%%

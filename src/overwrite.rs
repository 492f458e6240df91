//! Detect destination files an export would clobber.
//!
//! The scan is computed fresh right before a destructive write and never
//! cached: the filesystem may change between prompts.

use crate::export::output_path;
use crate::imaging::SaveFormat;
use serde::Serialize;
use std::path::{Path, PathBuf};

/// Most file names listed before the summary collapses to a count.
pub const MAX_LISTED: usize = 6;

/// Existing destination files, in source order, without duplicates.
///
/// Two sources with the same stem map to the same output; it is listed once.
pub fn files_needing_overwrite<'a>(
    sources: impl IntoIterator<Item = &'a Path>,
    dest_dir: &Path,
    format: SaveFormat,
) -> Vec<PathBuf> {
    let mut existing: Vec<PathBuf> = Vec::new();
    for source in sources {
        let out = output_path(dest_dir, source, format);
        if out.exists() && !existing.contains(&out) {
            existing.push(out);
        }
    }
    existing
}

/// Whether the caller has to ask before writing.
pub fn needs_confirmation(confirm_overwrites: bool, existing: &[PathBuf]) -> bool {
    confirm_overwrites && !existing.is_empty()
}

/// Condensed view of an overwrite list for a confirmation prompt.
#[derive(Debug, Clone, PartialEq, Eq, Serialize)]
pub struct OverwriteSummary {
    /// File names (no directory), at most [`MAX_LISTED`].
    pub shown: Vec<String>,
    /// Files not listed in `shown`.
    pub remaining: usize,
    /// Folder of the first file.
    pub folder: PathBuf,
}

impl OverwriteSummary {
    /// `None` when nothing would be overwritten.
    pub fn new(existing: &[PathBuf]) -> Option<Self> {
        let first = existing.first()?;
        let shown: Vec<String> = existing
            .iter()
            .take(MAX_LISTED)
            .map(|p| {
                p.file_name()
                    .map(|n| n.to_string_lossy().into_owned())
                    .unwrap_or_default()
            })
            .collect();
        Some(Self {
            remaining: existing.len() - shown.len(),
            shown,
            folder: first.parent().map(Path::to_path_buf).unwrap_or_default(),
        })
    }
}
//! Pure calculation functions for output dimensions.
//!
//! All functions here are pure and testable without any I/O or images.

use super::backend::Dimensions;
use super::params::SizeMode;
use std::fmt;
use std::str::FromStr;

/// Smallest width or height ever written.
pub const MIN_DIMENSION: u32 = 4;

/// Scale factors this close to 1.0 are treated as "no resize".
const UNIT_SCALE_TOLERANCE: f64 = 0.01;

/// Width over height, or 1.0 for a degenerate source.
fn aspect_ratio(source: Dimensions) -> f64 {
    if source.width == 0 || source.height == 0 {
        return 1.0;
    }
    source.width as f64 / source.height as f64
}

/// Round to the nearest pixel. Negative and NaN inputs saturate to 0.
fn round_px(value: f64) -> u32 {
    value.round() as u32
}

/// Compute the output size for one source image.
///
/// # Arguments
/// * `source` - Source dimensions
/// * `mode` - Which of `percent`, `width`, `height` are authoritative
/// * `percent` - Scale in percent (`Percent` mode)
/// * `width` / `height` - Requested pixel sizes (the other modes)
///
/// # Returns
/// * Target dimensions, never smaller than [`MIN_DIMENSION`] on either axis
///
/// # Examples
/// ```
/// # use viewer_export::imaging::{Dimensions, SizeMode, compute_output_size};
/// let src = Dimensions { width: 1600, height: 900 };
/// let out = compute_output_size(src, SizeMode::SetWidthRetainAspect, 100.0, 800, 0);
/// assert_eq!((out.width, out.height), (800, 450));
/// ```
pub fn compute_output_size(
    source: Dimensions,
    mode: SizeMode,
    percent: f32,
    width: u32,
    height: u32,
) -> Dimensions {
    let aspect = aspect_ratio(source);

    let (out_w, out_h) = match mode {
        SizeMode::Percent => {
            let scale = percent as f64 / 100.0;
            if (scale - 1.0).abs() < UNIT_SCALE_TOLERANCE {
                (source.width, source.height)
            } else {
                (
                    round_px(source.width as f64 * scale),
                    round_px(source.height as f64 * scale),
                )
            }
        }
        SizeMode::SetWidthAndHeight => (width, height),
        SizeMode::SetWidthRetainAspect => (width, round_px(width as f64 / aspect)),
        SizeMode::SetHeightRetainAspect => (round_px(height as f64 * aspect), height),
    };

    Dimensions {
        width: out_w.max(MIN_DIMENSION),
        height: out_h.max(MIN_DIMENSION),
    }
}

/// Resampling happens only when the size actually changes (exact comparison).
pub fn needs_resample(source: Dimensions, target: Dimensions) -> bool {
    source != target
}

/// Largest power of two strictly below `value` (1 for `value <= 2`).
pub fn next_lower_power_of_two(value: u32) -> u32 {
    if value <= 2 {
        return 1;
    }
    1 << (31 - (value - 1).leading_zeros())
}

/// Smallest power of two strictly above `value`, saturating at `2^31`.
pub fn next_higher_power_of_two(value: u32) -> u32 {
    value
        .checked_add(1)
        .and_then(u32::checked_next_power_of_two)
        .unwrap_or(1 << 31)
}

/// Direction for power-of-two snapping.
#[derive(Debug, Clone, Copy, PartialEq, Eq)]
pub enum Pow2Snap {
    Lower,
    Higher,
}

impl FromStr for Pow2Snap {
    type Err = String;

    fn from_str(s: &str) -> Result<Self, Self::Err> {
        match s.to_ascii_lowercase().as_str() {
            "lower" | "down" => Ok(Pow2Snap::Lower),
            "higher" | "up" => Ok(Pow2Snap::Higher),
            _ => Err(format!("unknown snap direction '{s}' (expected lower or higher)")),
        }
    }
}

impl fmt::Display for Pow2Snap {
    fn fmt(&self, f: &mut fmt::Formatter<'_>) -> fmt::Result {
        match self {
            Pow2Snap::Lower => f.write_str("lower"),
            Pow2Snap::Higher => f.write_str("higher"),
        }
    }
}

fn snap(value: u32, direction: Pow2Snap) -> u32 {
    match direction {
        Pow2Snap::Lower => next_lower_power_of_two(value).max(MIN_DIMENSION),
        Pow2Snap::Higher => next_higher_power_of_two(value),
    }
}

/// Interactive size editor for saving a single image.
///
/// With the aspect lock on, editing one side derives the other from the
/// source ratio. Derived sides truncate rather than round, and both sides
/// stay at or above [`MIN_DIMENSION`].
#[derive(Debug, Clone, Copy, PartialEq)]
pub struct SaveAsSize {
    source: Dimensions,
    width: u32,
    height: u32,
    lock_aspect: bool,
}

impl SaveAsSize {
    /// Starts at the source size with the aspect lock on.
    pub fn new(source: Dimensions) -> Self {
        let mut size = Self {
            source,
            width: source.width,
            height: source.height,
            lock_aspect: true,
        };
        size.clamp();
        size
    }

    fn clamp(&mut self) {
        self.width = self.width.max(MIN_DIMENSION);
        self.height = self.height.max(MIN_DIMENSION);
    }

    pub fn lock_aspect(&self) -> bool {
        self.lock_aspect
    }

    /// Turning the lock on snaps back to the source size.
    pub fn set_lock_aspect(&mut self, lock: bool) {
        if lock && !self.lock_aspect {
            self.reset();
        }
        self.lock_aspect = lock;
    }

    pub fn set_width(&mut self, width: u32) {
        self.width = width;
        if self.lock_aspect {
            self.height = (width as f64 / aspect_ratio(self.source)) as u32;
        }
        self.clamp();
    }

    pub fn set_height(&mut self, height: u32) {
        self.height = height;
        if self.lock_aspect {
            self.width = (height as f64 * aspect_ratio(self.source)) as u32;
        }
        self.clamp();
    }

    pub fn snap_width(&mut self, direction: Pow2Snap) {
        self.set_width(snap(self.width, direction));
    }

    pub fn snap_height(&mut self, direction: Pow2Snap) {
        self.set_height(snap(self.height, direction));
    }

    pub fn reset(&mut self) {
        self.width = self.source.width;
        self.height = self.source.height;
        self.clamp();
    }

    pub fn dimensions(&self) -> Dimensions {
        Dimensions {
            width: self.width,
            height: self.height,
        }
    }
}

#[cfg(test)]
mod tests {
    use super::*;

    fn dims(width: u32, height: u32) -> Dimensions {
        Dimensions { width, height }
    }

    fn out(src: (u32, u32), mode: SizeMode, percent: f32, w: u32, h: u32) -> (u32, u32) {
        let d = compute_output_size(dims(src.0, src.1), mode, percent, w, h);
        (d.width, d.height)
    }

    // =========================================================================
    // compute_output_size
    // =========================================================================

    #[test]
    fn percent_100_keeps_source_size() {
        for src in [(1, 1), (4, 4), (640, 480), (1601, 899), (3, 7000)] {
            let expected = (src.0.max(4), src.1.max(4));
            assert_eq!(out(src, SizeMode::Percent, 100.0, 0, 0), expected);
        }
    }

    #[test]
    fn percent_within_tolerance_keeps_source_size() {
        assert_eq!(out((1000, 500), SizeMode::Percent, 100.9, 0, 0), (1000, 500));
        assert_eq!(out((1000, 500), SizeMode::Percent, 99.1, 0, 0), (1000, 500));
    }

    #[test]
    fn percent_outside_tolerance_scales() {
        assert_eq!(out((1000, 500), SizeMode::Percent, 150.0, 0, 0), (1500, 750));
        assert_eq!(out((1000, 500), SizeMode::Percent, 50.0, 0, 0), (500, 250));
        assert_eq!(out((1000, 500), SizeMode::Percent, 200.0, 0, 0), (2000, 1000));
    }

    #[test]
    fn percent_rounds_to_nearest() {
        // 333 * 0.5 = 166.5 → 167
        assert_eq!(out((333, 101), SizeMode::Percent, 50.0, 0, 0), (167, 51));
    }

    #[test]
    fn percent_ignores_width_and_height() {
        assert_eq!(out((800, 600), SizeMode::Percent, 50.0, 10, 10), (400, 300));
    }

    #[test]
    fn width_and_height_distorts() {
        assert_eq!(out((1600, 900), SizeMode::SetWidthAndHeight, 100.0, 300, 300), (300, 300));
    }

    #[test]
    fn width_retain_aspect() {
        assert_eq!(
            out((1600, 900), SizeMode::SetWidthRetainAspect, 100.0, 800, 0),
            (800, 450)
        );
    }

    #[test]
    fn height_retain_aspect() {
        assert_eq!(
            out((1600, 900), SizeMode::SetHeightRetainAspect, 100.0, 0, 450),
            (800, 450)
        );
        // 1000/3 aspect, height 100 → 33333.33 → 33333
        assert_eq!(
            out((1000, 3), SizeMode::SetHeightRetainAspect, 100.0, 0, 100),
            (33333, 100)
        );
    }

    #[test]
    fn tiny_request_clamps_to_minimum() {
        assert_eq!(out((100, 100), SizeMode::SetWidthRetainAspect, 100.0, 1, 0), (4, 4));
        assert_eq!(out((100, 100), SizeMode::SetWidthAndHeight, 100.0, 0, 2), (4, 4));
        assert_eq!(out((100, 100), SizeMode::Percent, 1.0, 0, 0), (4, 4));
    }

    #[test]
    fn clamp_applies_per_axis() {
        // Very wide source: height derives below the minimum
        assert_eq!(
            out((4000, 10), SizeMode::SetWidthRetainAspect, 100.0, 400, 0),
            (400, 4)
        );
    }

    #[test]
    fn negative_percent_clamps_instead_of_failing() {
        assert_eq!(out((100, 100), SizeMode::Percent, -50.0, 0, 0), (4, 4));
    }

    #[test]
    fn degenerate_source_does_not_blow_up() {
        assert_eq!(out((0, 0), SizeMode::SetHeightRetainAspect, 100.0, 0, 64), (64, 64));
    }

    #[test]
    fn resample_only_on_exact_change() {
        assert!(!needs_resample(dims(640, 480), dims(640, 480)));
        assert!(needs_resample(dims(640, 480), dims(640, 481)));
    }

    // =========================================================================
    // Power-of-two helpers
    // =========================================================================

    #[test]
    fn lower_power_of_two_is_strict() {
        assert_eq!(next_lower_power_of_two(512), 256);
        assert_eq!(next_lower_power_of_two(513), 512);
        assert_eq!(next_lower_power_of_two(300), 256);
        assert_eq!(next_lower_power_of_two(3), 2);
        assert_eq!(next_lower_power_of_two(2), 1);
        assert_eq!(next_lower_power_of_two(0), 1);
    }

    #[test]
    fn higher_power_of_two_is_strict() {
        assert_eq!(next_higher_power_of_two(512), 1024);
        assert_eq!(next_higher_power_of_two(511), 512);
        assert_eq!(next_higher_power_of_two(0), 1);
        assert_eq!(next_higher_power_of_two(u32::MAX), 1 << 31);
    }

    // =========================================================================
    // SaveAsSize
    // =========================================================================

    #[test]
    fn save_as_starts_at_source() {
        let size = SaveAsSize::new(dims(1920, 1080));
        assert_eq!(size.dimensions(), dims(1920, 1080));
        assert!(size.lock_aspect());
    }

    #[test]
    fn locked_width_truncates_height() {
        let mut size = SaveAsSize::new(dims(800, 400));
        size.set_width(500);
        assert_eq!(size.dimensions(), dims(500, 250));
        // 333 / 2 = 166.5 → 166 (truncated, not rounded)
        size.set_width(333);
        assert_eq!(size.dimensions(), dims(333, 166));
    }

    #[test]
    fn locked_height_truncates_width() {
        let mut size = SaveAsSize::new(dims(800, 400));
        size.set_height(101);
        assert_eq!(size.dimensions(), dims(202, 101));
    }

    #[test]
    fn unlocked_edits_are_independent() {
        let mut size = SaveAsSize::new(dims(800, 600));
        size.set_lock_aspect(false);
        size.set_width(100);
        assert_eq!(size.dimensions(), dims(100, 600));
    }

    #[test]
    fn relocking_resets_to_source() {
        let mut size = SaveAsSize::new(dims(800, 600));
        size.set_lock_aspect(false);
        size.set_width(100);
        size.set_lock_aspect(true);
        assert_eq!(size.dimensions(), dims(800, 600));
    }

    #[test]
    fn save_as_clamps_to_minimum() {
        let mut size = SaveAsSize::new(dims(1000, 10));
        size.set_width(100);
        assert_eq!(size.dimensions(), dims(100, 4));
        size.set_height(0);
        assert_eq!(size.dimensions(), dims(4, 4));
    }

    #[test]
    fn snap_width_to_powers_of_two() {
        let mut size = SaveAsSize::new(dims(600, 300));
        size.snap_width(Pow2Snap::Lower);
        assert_eq!(size.dimensions(), dims(512, 256));
        size.snap_width(Pow2Snap::Higher);
        assert_eq!(size.dimensions(), dims(1024, 512));
    }

    #[test]
    fn snap_lower_never_goes_below_minimum() {
        let mut size = SaveAsSize::new(dims(4, 4));
        size.snap_height(Pow2Snap::Lower);
        assert_eq!(size.dimensions(), dims(4, 4));
    }

    #[test]
    fn parse_snap_direction() {
        assert_eq!("lower".parse::<Pow2Snap>().unwrap(), Pow2Snap::Lower);
        assert_eq!("UP".parse::<Pow2Snap>().unwrap(), Pow2Snap::Higher);
        assert!("sideways".parse::<Pow2Snap>().is_err());
    }
}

%%

PROBLEM TO WORK ON:
Nothing past the line containing "let out = output_path(dest_dir, source, format);" should be restated; transcribe the material exactly from its first line through that line.

FINAL ANSWER:
filename src/overwrite.rs
repository 492f458e6240df91
//! Detect destination files an export would clobber.
//!
//! The scan is computed fresh right before a destructive write and never
//! cached: the filesystem may change between prompts.

use crate::export::output_path;
use crate::imaging::SaveFormat;
use serde::Serialize;
use std::path::{Path, PathBuf};

/// Most file names listed before the summary collapses to a count.
pub const MAX_LISTED: usize = 6;

/// Existing destination files, in source order, without duplicates.
///
/// Two sources with the same stem map to the same output; it is listed once.
pub fn files_needing_overwrite<'a>(
    sources: impl IntoIterator<Item = &'a Path>,
    dest_dir: &Path,
    format: SaveFormat,
) -> Vec<PathBuf> {
    let mut existing: Vec<PathBuf> = Vec::new();
    for source in sources {
        let out = output_path(dest_dir, source, format);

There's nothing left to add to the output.